2. Ist es fortschrittlich (progressiv), nicht-konservativ zu sein?

Ich werde im folgenden versuchen, beide Fragen zu beantworten. Als Libertärer, der die Freiheit des Individuums anstrebt, habe ich mir vor allem Gedanken darüber gemacht, ob konservativ gleich konservativ ist. Meiner Theorie nach muss man nämlich streng zwischen individuellem und kollektivistischem Konservatismus unterscheiden.

Dabei werden dann u.a. weitere folgende Fragen geklärt: 

3. Warum muss man unterscheiden?

4. Warum wird Konservatismus vor allem mit Tradition und Religion gleich gesetzt?

5. Warum sind "konservative" Gläubige einiger Religionen homophob?

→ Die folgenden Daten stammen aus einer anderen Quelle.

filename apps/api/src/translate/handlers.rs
//! Axum route handlers for the translation API.

use axum::extract::State;
use axum::Json;
use serde::{Deserialize, Serialize};

use crate::errors::AppError;
use crate::state::AppState;
use crate::translate::translator::{
    translate_text, TranslationErrorKind, TranslationMetadata,
};

#[derive(Debug, Deserialize)]
pub struct TranslateRequest {
    pub text: String,
}

/// Translation envelope. Failures after validation are reported with their
/// taxonomy kind rather than an HTTP error — the caller decides whether to
/// retry.
#[derive(Debug, Serialize)]
pub struct TranslateResponse {
    pub success: bool,
    #[serde(skip_serializing_if = "Option::is_none")]
    pub translated_text: Option<String>,
    #[serde(skip_serializing_if = "Option::is_none")]
    pub metadata: Option<TranslationMetadata>,
    #[serde(skip_serializing_if = "Option::is_none")]
    pub error_kind: Option<TranslationErrorKind>,
    #[serde(skip_serializing_if = "Option::is_none")]
    pub error: Option<String>,
}

/// POST /api/v1/translate
pub async fn handle_translate(
    State(state): State<AppState>,
    Json(request): Json<TranslateRequest>,
) -> Result<Json<TranslateResponse>, AppError> {
    match translate_text(&state.llm, &request.text).await {
        Ok(translation) => Ok(Json(TranslateResponse {
            success: true,
            translated_text: Some(translation.translated_text),
            metadata: Some(translation.metadata),
            error_kind: None,
            error: None,
        })),
        Err(e) if e.kind == TranslationErrorKind::InvalidInput => {
            Err(AppError::Validation(e.message))
        }
        Err(e) => Ok(Json(TranslateResponse {
            success: false,
            translated_text: None,
            metadata: None,
            error_kind: Some(e.kind),
            error: Some(e.message),
        })),
    }
}
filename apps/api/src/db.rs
use anyhow::Result;
use sqlx::postgres::PgPoolOptions;
use sqlx::PgPool;
use tracing::info;

/// Creates and returns a PostgreSQL connection pool.
pub async fn create_pool(database_url: &str) -> Result<PgPool> {
    info!("Connecting to PostgreSQL...");

    let pool = PgPoolOptions::new()
        .max_connections(10)
        .connect(database_url)
        .await?;

    info!("PostgreSQL connection pool established");
    Ok(pool)
}
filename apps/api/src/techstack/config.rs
//! The versioned tech-stack config threaded from extraction into challenge
//! generation. Every field except `version` is optional; consumers treat an
//! unparseable config string as the default rather than failing the run.

use serde::{Deserialize, Serialize};

fn default_version() -> u32 {
    1
}

/// Structured description of the role a challenge targets. Produced by the
/// tech-stack extractor, mutated once (company description merged in), then
/// consumed by the challenge generator. Not persisted directly — only its
/// effects (the generated document and the requirements list) are.
#[derive(Debug, Clone, PartialEq, Serialize, Deserialize)]
pub struct TechStackConfig {
    #[serde(default = "default_version")]
    pub version: u32,
    #[serde(default)]
    pub role_title: Option<String>,
    #[serde(default)]
    pub seniority: Option<String>,
    #[serde(default)]
    pub primary_stack: Vec<String>,
    #[serde(default)]
    pub secondary_stack: Vec<String>,
    #[serde(default)]
    pub domain: Option<String>,
    #[serde(default)]
    pub difficulty: Option<String>,
    #[serde(default)]
    pub focus_areas: Vec<String>,
    #[serde(default)]
    pub constraints: Vec<String>,
    #[serde(default)]
    pub allowed_tools: Vec<String>,
    #[serde(default)]
    pub disallowed_tools: Vec<String>,
    #[serde(default)]
    pub output_language: Option<String>,
    #[serde(default)]
    pub company_description: Option<String>,
}

impl Default for TechStackConfig {
    fn default() -> Self {
        Self {
            version: default_version(),
            role_title: None,
            seniority: None,
            primary_stack: Vec::new(),
            secondary_stack: Vec::new(),
            domain: None,
            difficulty: None,
            focus_areas: Vec::new(),
            constraints: Vec::new(),
            allowed_tools: Vec::new(),
            disallowed_tools: Vec::new(),
            output_language: None,
            company_description: None,
        }
    }
}

impl TechStackConfig {
    /// Best-effort parse of a config string. Empty, whitespace, or invalid
    /// JSON yields the default config — a bad config must never fail the
    /// pipeline.
    pub fn parse_lenient(raw: &str) -> Self {
        if raw.trim().is_empty() {
            return Self::default();
        }
        serde_json::from_str(raw).unwrap_or_else(|e| {
            tracing::warn!("Invalid tech-stack config JSON, substituting default: {e}");
            Self::default()
        })
    }

    /// Merges the company description in, keeping an existing one if the
    /// caller passes nothing.
    pub fn with_company_description(mut self, description: Option<&str>) -> Self {
        if let Some(desc) = description {
            if !desc.trim().is_empty() {
                self.company_description = Some(desc.trim().to_string());
            }
        }
        self
    }

    /// Serializes for prompt embedding. Falls back to `{}` — serialization
    /// of this struct cannot realistically fail, but the generator must not
    /// panic on it either.
    pub fn to_prompt_json(&self) -> String {
        serde_json::to_string_pretty(self).unwrap_or_else(|_| "{}".to_string())
    }
}

#[cfg(test)]
mod tests {
    use super::*;

    #[test]
    fn test_invalid_json_yields_default() {
        let config = TechStackConfig::parse_lenient("{invalid");
        assert_eq!(config, TechStackConfig::default());
    }

    #[test]
    fn test_empty_string_yields_default() {
        assert_eq!(TechStackConfig::parse_lenient(""), TechStackConfig::default());
        assert_eq!(
            TechStackConfig::parse_lenient("   \n"),
            TechStackConfig::default()
        );
    }

    #[test]
    fn test_partial_config_parses_with_defaults() {
        let config = TechStackConfig::parse_lenient(
            r#"{"role_title": "Backend Engineer", "primary_stack": ["Rust", "PostgreSQL"]}"#,
        );
        assert_eq!(config.version, 1);
        assert_eq!(config.role_title.as_deref(), Some("Backend Engineer"));
        assert_eq!(config.primary_stack, vec!["Rust", "PostgreSQL"]);
        assert!(config.seniority.is_none());
        assert!(config.constraints.is_empty());
    }

    #[test]
    fn test_company_description_merge() {
        let config = TechStackConfig::default()
            .with_company_description(Some("A fintech scale-up in Berlin."));
        assert_eq!(
            config.company_description.as_deref(),
            Some("A fintech scale-up in Berlin.")
        );
    }

    #[test]
    fn test_blank_company_description_is_ignored() {
        let config = TechStackConfig {
            company_description: Some("existing".to_string()),
            ..Default::default()
        }
        .with_company_description(Some("   "));
        assert_eq!(config.company_description.as_deref(), Some("existing"));
    }

    #[test]
    fn test_version_survives_round_trip() {
        let config = TechStackConfig {
            version: 2,
            ..Default::default()
        };
        let reparsed = TechStackConfig::parse_lenient(&config.to_prompt_json());
        assert_eq!(reparsed.version, 2);
    }
}
//! Challenge document generation: prompt assembly with a bloat guard, and a
//! bounded retry/timeout loop around the agent call.
//!
//! The timeout races the agent future and drops it on loss; a response that
//! would have arrived later is discarded with the attempt.

use std::time::Duration;

use thiserror::Error;
use tracing::{info, warn};

use crate::generation::prompts::{fill_challenge_prompt, CHALLENGE_SYSTEM};
use crate::llm_client::CompletionBackend;
use crate::techstack::config::TechStackConfig;

/// A combined prompt larger than this triggers job-offer truncation.
pub const PROMPT_CHAR_LIMIT: usize = 50_000;
/// Job-offer budget after truncation kicks in.
pub const JOB_OFFER_TRUNCATION_LIMIT: usize = 20_000;
/// Literal marker appended to a truncated job offer.
pub const TRUNCATION_MARKER: &str = "[truncated]";
/// Config JSON larger than this is replaced with the default config. A
/// config outgrowing the whole job-offer budget is malformed input.
pub const CONFIG_CHAR_LIMIT: usize = 10_000;
/// Issue-description budget applied when the prompt is rebuilt.
const ISSUE_TRUNCATION_LIMIT: usize = 5_000;

const MAX_ATTEMPTS: u32 = 2;
const ATTEMPT_TIMEOUT: Duration = Duration::from_secs(30);
/// Inter-attempt delay grows linearly: attempt × this step.
const RETRY_DELAY_STEP: Duration = Duration::from_secs(1);

#[derive(Debug, Error)]
pub enum GenerationError {
    #[error(
        "Challenge generation timed out after {attempts} attempts. \
        Try again in a moment, or shorten the job offer text."
    )]
    Timeout { attempts: u32 },

    #[error(
        "The model returned an empty challenge document. \
        Try again; if this persists, the job offer may lack technical content."
    )]
    EmptyResponse,

    #[error("Challenge generation failed after {attempts} attempts: {message}")]
    Failed { attempts: u32, message: String },
}

/// Generates the challenge Markdown for a job offer.
///
/// The config string is parsed best-effort (invalid JSON becomes the default
/// config), the company description is merged in, and the prompt is rebuilt
/// with a truncated job offer if the combined size crosses the limit.
pub async fn generate_challenge(
    agent: &dyn CompletionBackend,
    job_offer_text: &str,
    json_config: &str,
    issue_description: Option<&str>,
    company_description: Option<&str>,
) -> Result<String, GenerationError> {
    let config =
        TechStackConfig::parse_lenient(json_config).with_company_description(company_description);

    let prompt = build_generation_prompt(
        job_offer_text,
        &config,
        issue_description.unwrap_or_default(),
    );

    let mut last_error: Option<GenerationError> = None;

    for attempt in 1..=MAX_ATTEMPTS {
        if attempt > 1 {
            let delay = RETRY_DELAY_STEP * (attempt - 1);
            warn!(
                "Generation attempt {} failed, retrying after {}ms",
                attempt - 1,
                delay.as_millis()
            );
            tokio::time::sleep(delay).await;
        }

        match tokio::time::timeout(ATTEMPT_TIMEOUT, agent.complete(&prompt, CHALLENGE_SYSTEM)).await
        {
            Err(_) => {
                last_error = Some(GenerationError::Timeout { attempts: attempt });
            }
            Ok(Err(e)) => {
                last_error = Some(GenerationError::Failed {
                    attempts: attempt,
                    message: e.to_string(),
                });
            }
            Ok(Ok(text)) => {
                // An empty document is a failure in its own right, retried
                // like any other
                if text.trim().is_empty() {
                    last_error = Some(GenerationError::EmptyResponse);
                } else {
                    info!(
                        "Challenge generated on attempt {attempt} ({} chars)",
                        text.len()
                    );
                    return Ok(text.trim().to_string());
                }
            }
        }
    }

    Err(match last_error {
        Some(GenerationError::Timeout { .. }) => GenerationError::Timeout {
            attempts: MAX_ATTEMPTS,
        },
        Some(GenerationError::Failed { message, .. }) => GenerationError::Failed {
            attempts: MAX_ATTEMPTS,
            message,
        },
        Some(GenerationError::EmptyResponse) | None => GenerationError::EmptyResponse,
    })
}

/// Builds the generation prompt, truncating the job-offer and
/// issue-description portions when the combined prompt would exceed
/// `PROMPT_CHAR_LIMIT`. With the config clamp this keeps the final prompt
/// under the limit for any input sizes.
pub fn build_generation_prompt(
    job_offer_text: &str,
    config: &TechStackConfig,
    issue_description: &str,
) -> String {
    let mut config_json = config.to_prompt_json();
    if config_json.chars().count() > CONFIG_CHAR_LIMIT {
        warn!(
            "Config JSON is {} chars, substituting the default config",
            config_json.chars().count()
        );
        config_json = TechStackConfig::default().to_prompt_json();
    }

    let prompt = fill_challenge_prompt(job_offer_text, &config_json, issue_description);

    if prompt.chars().count() <= PROMPT_CHAR_LIMIT {
        return prompt;
    }

    warn!(
        "Prompt would be {} chars, truncating job offer to {}",
        prompt.chars().count(),
        JOB_OFFER_TRUNCATION_LIMIT
    );

    let truncated: String = job_offer_text
        .chars()
        .take(JOB_OFFER_TRUNCATION_LIMIT)
        .collect();
    let truncated = format!("{truncated}\n\n{TRUNCATION_MARKER}");
    let issue: String = issue_description
        .chars()
        .take(ISSUE_TRUNCATION_LIMIT)
        .collect();
    fill_challenge_prompt(&truncated, &config_json, &issue)
}
//! Best-effort redis cache for challenge draft detail views.
//!
//! Every draft update or delete must invalidate the cached detail so the
//! edit view never renders a stale document. Cache failures are logged and
//! swallowed; the database remains the source of truth.

use redis::AsyncCommands;
use tracing::warn;
use uuid::Uuid;

const DRAFT_TTL_SECS: u64 = 300;

fn draft_key(id: Uuid) -> String {
    format!("draft:{id}")
}

/// Returns the cached detail JSON for a draft, if present.
pub async fn get_draft_json(client: &redis::Client, id: Uuid) -> Option<String> {
    let mut conn = match client.get_multiplexed_async_connection().await {
        Ok(c) => c,
        Err(e) => {
            warn!("Redis unavailable, skipping cache read: {e}");
            return None;
        }
    };
    match conn.get::<_, Option<String>>(draft_key(id)).await {
        Ok(value) => value,
        Err(e) => {
            warn!("Cache read failed for draft {id}: {e}");
            None
        }
    }
}

/// Caches the detail JSON for a draft with a short TTL.
pub async fn put_draft_json(client: &redis::Client, id: Uuid, json: &str) {
    let mut conn = match client.get_multiplexed_async_connection().await {
        Ok(c) => c,
        Err(e) => {
            warn!("Redis unavailable, skipping cache write: {e}");
            return;
        }
    };
    if let Err(e) = conn
        .set_ex::<_, _, ()>(draft_key(id), json, DRAFT_TTL_SECS)
        .await
    {
        warn!("Cache write failed for draft {id}: {e}");
    }
}

/// Drops the cached detail for a draft. Called on every update and delete.
pub async fn invalidate_draft(client: &redis::Client, id: Uuid) {
    let mut conn = match client.get_multiplexed_async_connection().await {
        Ok(c) => c,
        Err(e) => {
            warn!("Redis unavailable, skipping cache invalidation: {e}");
            return;
        }
    };
    if let Err(e) = conn.del::<_, ()>(draft_key(id)).await {
        warn!("Cache invalidation failed for draft {id}: {e}");
    }
}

6. Brauchen wir Konservatismus?


Was ist Konservatismus?

Wie schon angesprochen, wird Konservatismus assoziiert mit Rückschritt, Tradition, verstaubt, alt, unnütz, nicht modern etc. Selten jedoch wird dabei geklärt, was Konservatismus tatsächlich ist. Um das herauszufinden gibt es einen einfachen Trick, der so selten genutzt wird, dass man darüber ein ganzes Buch schreiben könnte. Es würde dann wohl so etwa "Sprachverfall - warum Definitionen Gold wert sind" heißen. Also, der Trick ist, sich über die Herkunft des Wortes zu informieren - wobei man schnell auf den Trichter kommt, dass es aus dem Lateinischen kommt - und das lateinische Wort "conservare" übersetzt. 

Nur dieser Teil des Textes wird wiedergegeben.